La géopolitique du pétrole entrave les efforts d’investissement responsable

Les investisseurs institutionnels européens se distinguent par leur engagement en faveur de la décarbonation de leurs portefeuilles, une démarche qui s’inscrit dans une vision de transition vers une économie plus respectueuse de l’environnement. En revanche, aux États-Unis, les signaux envoyés sont contradictoires, avec d’un côté des prises de contrôle du pétrole vénézuélien et de l’autre un retrait des instances internationales liées au climat.
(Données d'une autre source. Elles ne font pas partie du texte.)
// Copyright (C) 2025 SyncMyOrders Sp. z o.o.
// SPDX-License-Identifier: AGPL-3.0-or-later
//! Webhook delivery records.
//!
//! PostgreSQL-backed tracking of one row per outgoing command. Rows move
//! `pending -> delivering -> completed|failed`; the terminal states are
//! guarded at the SQL level so racing writers cannot resurrect a finished
//! record. The circuit-breaker columns mirror the in-memory breaker state
//! for diagnostics only.

use chrono::{DateTime, Utc};
use sha2::{Digest, Sha256};
use sqlx::PgPool;

use crate::webhook::WebhookConfig;

/// Delivery record from the database.
#[derive(Debug, Clone, sqlx::FromRow)]
pub struct DeliveryRecord {
    /// Surrogate unique identifier.
    pub id: i64,
    /// Caller-visible request identifier, unique across all deliveries.
    pub request_id: String,
    /// Target agent.
    pub agent_id: String,
    /// Destination URL; circuit-breaker accounting is keyed off this value.
    pub webhook_url: String,
    /// SHA-256 fingerprint of the signing secret; never the secret itself.
    pub webhook_secret_hash: Option<String>,
    /// Highest event ordinal observed for this request so far.
    pub seq: i64,
    /// Last event category forwarded.
    pub last_event_type: Option<String>,
    /// One of pending, delivering, completed, failed.
    pub status: String,
    /// Delivery attempts made for the latest event.
    pub attempt_count: i32,
    /// When the latest attempt ran.
    pub last_attempt_at: Option<DateTime<Utc>>,
    /// Error from the latest failed attempt.
    pub last_error: Option<String>,
    /// Durable retry scheduling slot; unused by the synchronous engine.
    pub next_retry_at: Option<DateTime<Utc>>,
    /// Advisory copy of the URL's consecutive failure count.
    pub consecutive_failures: i32,
    /// Advisory copy of the URL's circuit-open deadline.
    pub circuit_open_until: Option<DateTime<Utc>>,
    /// When the record was created.
    pub created_at: DateTime<Utc>,
    /// When the record was last updated.
    pub updated_at: DateTime<Utc>,
    /// When the record reached `completed`.
    pub completed_at: Option<DateTime<Utc>>,
}

/// Delivery-record store over a PostgreSQL pool.
#[derive(Clone)]
pub struct DeliveryStore {
    pool: PgPool,
}

impl DeliveryStore {
    /// Create a store over an existing pool.
    pub fn new(pool: PgPool) -> Self {
        Self { pool }
    }

    /// Insert a `pending` record for a request.
    ///
    /// `request_id` is unique, so retrying callers fail here instead of
    /// double-tracking. Stores a fingerprint of the secret when one is
    /// configured.
    pub async fn create_delivery(
        &self,
        request_id: &str,
        agent_id: &str,
        webhook_cfg: &WebhookConfig,
    ) -> Result<(), sqlx::Error> {
        let secret_hash = (!webhook_cfg.secret.is_empty())
            .then(|| hex::encode(Sha256::digest(webhook_cfg.secret.as_bytes())));

        sqlx::query(
            r#"
            INSERT INTO webhook_deliveries (request_id, agent_id, webhook_url, webhook_secret_hash, status)
            VALUES ($1, $2, $3, $4, 'pending')
            "#,
        )
        .bind(request_id)
        .bind(agent_id)
        .bind(&webhook_cfg.url)
        .bind(secret_hash)
        .execute(&self.pool)
        .await?;

        Ok(())
    }

    /// Advance the observed sequence number and event type.
    ///
    /// Moves a `pending` record to `delivering`. `seq` never decreases, and
    /// terminal records are left untouched.
    pub async fn update_delivery_seq(
        &self,
        request_id: &str,
        seq: i64,
        event_type: &str,
    ) -> Result<(), sqlx::Error> {
        sqlx::query(
            r#"
            UPDATE webhook_deliveries
            SET seq = GREATEST(seq, $2),
                last_event_type = $3,
                status = CASE WHEN status = 'pending' THEN 'delivering' ELSE status END,
                updated_at = NOW()
            WHERE request_id = $1 AND status NOT IN ('completed', 'failed')
            "#,
        )
        .bind(request_id)
        .bind(seq)
        .bind(event_type)
        .execute(&self.pool)
        .await?;

        Ok(())
    }

    /// Record the outcome of the latest synchronous delivery.
    ///
    /// The failure/circuit columns are an advisory snapshot of the
    /// in-memory breaker state, kept for diagnostic queries.
    pub async fn record_attempt(
        &self,
        request_id: &str,
        attempt_count: i32,
        last_error: Option<&str>,
        consecutive_failures: i32,
        circuit_open_until: Option<DateTime<Utc>>,
    ) -> Result<(), sqlx::Error> {
        sqlx::query(
            r#"
            UPDATE webhook_deliveries
            SET attempt_count = $2,
                last_attempt_at = NOW(),
                last_error = $3,
                consecutive_failures = $4,
                circuit_open_until = $5,
                updated_at = NOW()
            WHERE request_id = $1
            "#,
        )
        .bind(request_id)
        .bind(attempt_count)
        .bind(last_error)
        .bind(consecutive_failures)
        .bind(circuit_open_until)
        .execute(&self.pool)
        .await?;

        Ok(())
    }

    /// Terminal transition to `completed`.
    pub async fn mark_completed(&self, request_id: &str) -> Result<(), sqlx::Error> {
        sqlx::query(
            r#"
            UPDATE webhook_deliveries
            SET status = 'completed',
                completed_at = NOW(),
                consecutive_failures = 0,
                updated_at = NOW()
            WHERE request_id = $1 AND status NOT IN ('completed', 'failed')
            "#,
        )
        .bind(request_id)
        .execute(&self.pool)
        .await?;

        Ok(())
    }

    /// Terminal transition to `failed`.
    pub async fn mark_failed(&self, request_id: &str) -> Result<(), sqlx::Error> {
        sqlx::query(
            r#"
            UPDATE webhook_deliveries
            SET status = 'failed',
                updated_at = NOW()
            WHERE request_id = $1 AND status NOT IN ('completed', 'failed')
            "#,
        )
        .bind(request_id)
        .execute(&self.pool)
        .await?;

        Ok(())
    }

    /// Fetch a record by request id.
    pub async fn get_delivery(
        &self,
        request_id: &str,
    ) -> Result<Option<DeliveryRecord>, sqlx::Error> {
        sqlx::query_as::<_, DeliveryRecord>(
            r#"
            SELECT id, request_id, agent_id, webhook_url, webhook_secret_hash, seq,
                   last_event_type, status, attempt_count, last_attempt_at, last_error,
                   next_retry_at, consecutive_failures, circuit_open_until,
                   created_at, updated_at, completed_at
            FROM webhook_deliveries
            WHERE request_id = $1
            "#,
        )
        .bind(request_id)
        .fetch_optional(&self.pool)
        .await
    }

    /// List records targeting one agent, newest first.
    pub async fn list_deliveries_for_agent(
        &self,
        agent_id: &str,
        limit: i64,
    ) -> Result<Vec<DeliveryRecord>, sqlx::Error> {
        sqlx::query_as::<_, DeliveryRecord>(
            r#"
            SELECT id, request_id, agent_id, webhook_url, webhook_secret_hash, seq,
                   last_event_type, status, attempt_count, last_attempt_at, last_error,
                   next_retry_at, consecutive_failures, circuit_open_until,
                   created_at, updated_at, completed_at
            FROM webhook_deliveries
            WHERE agent_id = $1
            ORDER BY created_at DESC
            LIMIT $2
            "#,
        )
        .bind(agent_id)
        .bind(limit)
        .fetch_all(&self.pool)
        .await
    }

    /// Health check for database connectivity.
    pub async fn health_check(&self) -> Result<bool, sqlx::Error> {
        sqlx::query_scalar::<_, i32>("SELECT 1")
            .fetch_one(&self.pool)
            .await
            .map(|_| true)
    }
}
L’Europe est en avance dans la promotion de la finance verte et de l’investissement responsable, mettant en place des réglementations et des incitations pour encourager la transition vers des activités économiques plus durables. Les investisseurs européens intègrent de plus en plus les critères environnementaux, sociaux et de gouvernance (ESG) dans leurs stratégies d’investissement, favorisant ainsi le développement de secteurs tels que les énergies renouvelables.

En revanche, la politique américaine reste marquée par un soutien continu aux énergies fossiles, malgré les appels à une transition vers des sources d’énergie plus propres. Le retrait des États-Unis de l’Accord de Paris sur le climat en est un exemple marquant, tout comme les tentatives de prise de contrôle des ressources pétrolières au Venezuela, qui enveniment les relations internationales.

Cette dichotomie entre l’Europe en pointe dans la lutte contre le changement climatique et les États-Unis au comportement ambigu souligne les défis majeurs auxquels la communauté internationale est confrontée pour mettre en œuvre une transition énergétique globale et responsable.